NONSTATUTORY OPTIONS
An Optionee will not recognize any taxable income at the time he or she is
granted a Nonstatutory Option. Upon exercise of the Option, the Optionee will
generally recognize compensation income for federal tax purposes measured by the
excess, if any, of the then fair market value of the shares over the exercise
price. However, if shares subject to a repurchase option of the Company (i.e.,
unvested shares) are purchased upon exercise of a Nonstatutory Option, no tax
will be imposed at the time of exercise with respect to such unvested shares
(and the Optionee's long-term capital gain holding period will not begin at such
time) unless the Optionee files an election with the Internal Revenue Service
pursuant to Section 83(b) of the Code within 30 days after the date of exercise.

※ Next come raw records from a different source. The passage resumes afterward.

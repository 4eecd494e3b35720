//! Touch Coordinate Resampling
//!
//! Touch panels report at their own rate while the renderer draws at the
//! display rate. The resampler produces one coordinate per frame for each
//! active pointer, placed `latency` before the frame time, by interpolating
//! between queued samples or extrapolating from the last two.
//!
//! # Example
//!
//! ```rust
//! use lamco_input_pipeline::input::{PointerSample, SampleAction};
//! use lamco_input_pipeline::resample::{CoordinateResampler, ResampleConfig, ResampleStatus};
//!
//! let mut resampler = CoordinateResampler::new(ResampleConfig::default());
//! resampler.consume(Some(PointerSample::new(0, SampleAction::Down, 10_000, 10.0, 10.0)), 0);
//! resampler.consume(Some(PointerSample::new(0, SampleAction::Move, 12_000, 20.0, 20.0)), 0);
//! resampler.consume(Some(PointerSample::new(0, SampleAction::Move, 16_000, 40.0, 40.0)), 0);
//!
//! let (event, status) = resampler.consume(None, 19_000);
//! assert_eq!(status, ResampleStatus::Ok);
//! assert!(event.is_some());
//! ```

mod resampler;

pub use resampler::{
    CoordinateResampler, ResampleConfig, ResampleKind, ResampleStats, ResampleStatus,
    ResampledEvent,
};
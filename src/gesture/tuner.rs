//! Threshold Auto-Tuner
//!
//! Debounced switching between two admissible values of one metric. The
//! alternate value is the more permissive one (a longer interval, a larger
//! distance):
//!
//! | Active    | Qualifying observation        | After N in a row |
//! |-----------|-------------------------------|------------------|
//! | default   | `default <= v <= alternate`   | switch to alternate |
//! | alternate | `v <= default`                | switch back to default |
//!
//! Any non-qualifying observation resets the streak, so a single outlier
//! never flips behaviour.

use tracing::{debug, info};

use crate::input::error::{InputError, Result};

/// Which admissible value is active
#[derive(Debug, Clone, Copy, PartialEq, Eq)]
pub enum ActiveBand {
    Default,
    Alternate,
    /// Set explicitly to a value outside the two bands; tuning is suspended
    Manual,
}

/// Hysteresis state for one metric
#[derive(Debug, Clone)]
pub struct ThresholdAutoTuner {
    metric: &'static str,
    default_value: f64,
    alternate_value: f64,
    active_value: f64,
    band: ActiveBand,
    streak: u32,
    required: u32,
    switches: u64,
}

impl ThresholdAutoTuner {
    /// Create a tuner starting on `default_value`
    ///
    /// `required` is the number of consecutive qualifying observations that
    /// triggers a switch.
    pub fn new(metric: &'static str, default_value: f64, alternate_value: f64, required: u32) -> Self {
        Self {
            metric,
            default_value,
            alternate_value,
            active_value: default_value,
            band: ActiveBand::Default,
            streak: 0,
            required: required.max(1),
            switches: 0,
        }
    }

    pub fn active(&self) -> f64 {
        self.active_value
    }

    pub fn band(&self) -> ActiveBand {
        self.band
    }

    pub fn streak(&self) -> u32 {
        self.streak
    }

    /// Number of switches performed so far
    pub fn switches(&self) -> u64 {
        self.switches
    }

    /// Feed one observation; returns true when the active value switched
    pub fn observe(&mut self, value: f64) -> bool {
        let qualifying = match self.band {
            ActiveBand::Default => value >= self.default_value && value <= self.alternate_value,
            ActiveBand::Alternate => value <= self.default_value,
            ActiveBand::Manual => return false,
        };

        if !qualifying {
            if self.streak > 0 {
                debug!("{} tuner streak reset by {:.1}", self.metric, value);
            }
            self.streak = 0;
            return false;
        }

        self.streak += 1;
        if self.streak < self.required {
            return false;
        }

        let (band, value) = match self.band {
            ActiveBand::Default => (ActiveBand::Alternate, self.alternate_value),
            _ => (ActiveBand::Default, self.default_value),
        };
        info!(
            "{} threshold switched {:.1} -> {:.1} after {} observations",
            self.metric, self.active_value, value, self.streak
        );
        self.band = band;
        self.active_value = value;
        self.streak = 0;
        self.switches += 1;
        true
    }

    /// Break the current streak without observing a value
    pub fn interrupt(&mut self) {
        self.streak = 0;
    }

    /// Set the active value explicitly
    ///
    /// Setting one of the two admissible values selects that band; any other
    /// positive value suspends tuning until the next explicit set.
    pub fn set_active(&mut self, value: f64) -> Result<()> {
        if !value.is_finite() || value <= 0.0 {
            return Err(InputError::InvalidParameter(format!(
                "{} threshold must be positive, got {}",
                self.metric, value
            )));
        }

        self.band = if value == self.default_value {
            ActiveBand::Default
        } else if value == self.alternate_value {
            ActiveBand::Alternate
        } else {
            ActiveBand::Manual
        };
        self.active_value = value;
        self.streak = 0;
        Ok(())
    }
}

#[cfg(test)]
mod tests {
    use super::*;

    fn interval_tuner() -> ThresholdAutoTuner {
        ThresholdAutoTuner::new("interval", 300.0, 700.0, 5)
    }

    #[test]
    fn test_switches_after_consecutive_observations() {
        let mut tuner = interval_tuner();

        for _ in 0..4 {
            assert!(!tuner.observe(550.0));
        }
        assert_eq!(tuner.active(), 300.0);
        assert!(tuner.observe(550.0));
        assert_eq!(tuner.active(), 700.0);
        assert_eq!(tuner.band(), ActiveBand::Alternate);
        assert_eq!(tuner.streak(), 0);
    }

    #[test]
    fn test_single_outlier_resets_streak() {
        let mut tuner = interval_tuner();

        for _ in 0..4 {
            tuner.observe(550.0);
        }
        tuner.observe(900.0);
        assert_eq!(tuner.streak(), 0);

        for _ in 0..4 {
            tuner.observe(550.0);
        }
        assert_eq!(tuner.active(), 300.0);
    }

    #[test]
    fn test_switches_back_to_default() {
        let mut tuner = interval_tuner();
        tuner.set_active(700.0).unwrap();
        assert_eq!(tuner.band(), ActiveBand::Alternate);

        tuner.observe(550.0);
        assert_eq!(tuner.streak(), 0);

        for _ in 0..5 {
            tuner.observe(200.0);
        }
        assert_eq!(tuner.active(), 300.0);
        assert_eq!(tuner.switches(), 1);
    }

    #[test]
    fn test_manual_value_suspends_tuning() {
        let mut tuner = interval_tuner();
        tuner.set_active(450.0).unwrap();

        for _ in 0..10 {
            assert!(!tuner.observe(500.0));
        }
        assert_eq!(tuner.active(), 450.0);
        assert!(tuner.set_active(-1.0).is_err());
        assert!(tuner.set_active(f64::NAN).is_err());
    }
}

In the absence of such election, the Optionee is taxed (and the long-term
capital gain holding period begins) at the time at which the shares vest (i.e.,
the time at which the repurchase option lapses with respect to such shares), and
the Optionee recognizes compensation income in the amount of the difference
between the value of the shares at that time and the Option exercise price. If a
Section 83(b) election is timely filed, the unvested shares will be treated for
federal income tax purposes as if they had been vested at the time of exercise.
The compensation income recognized by the Optionee who is also an employee
will be treated as wages and will be subject to tax withholding by the Company
out of the current compensation paid to the Optionee. If such current
compensation is insufficient to pay the withholding tax, the Optionee will be
required to make direct payment to the Company for the tax liability.
Upon a resale of the shares issued upon exercise of a Nonstatutory Option,
any difference between the sales price and the fair market value of the shares
on the date of exercise of the Nonstatutory Option (or the fair market value of
the shares on the day they become vested, if a Section 83(b) election has not
been timely filed) will be treated as capital gain or loss.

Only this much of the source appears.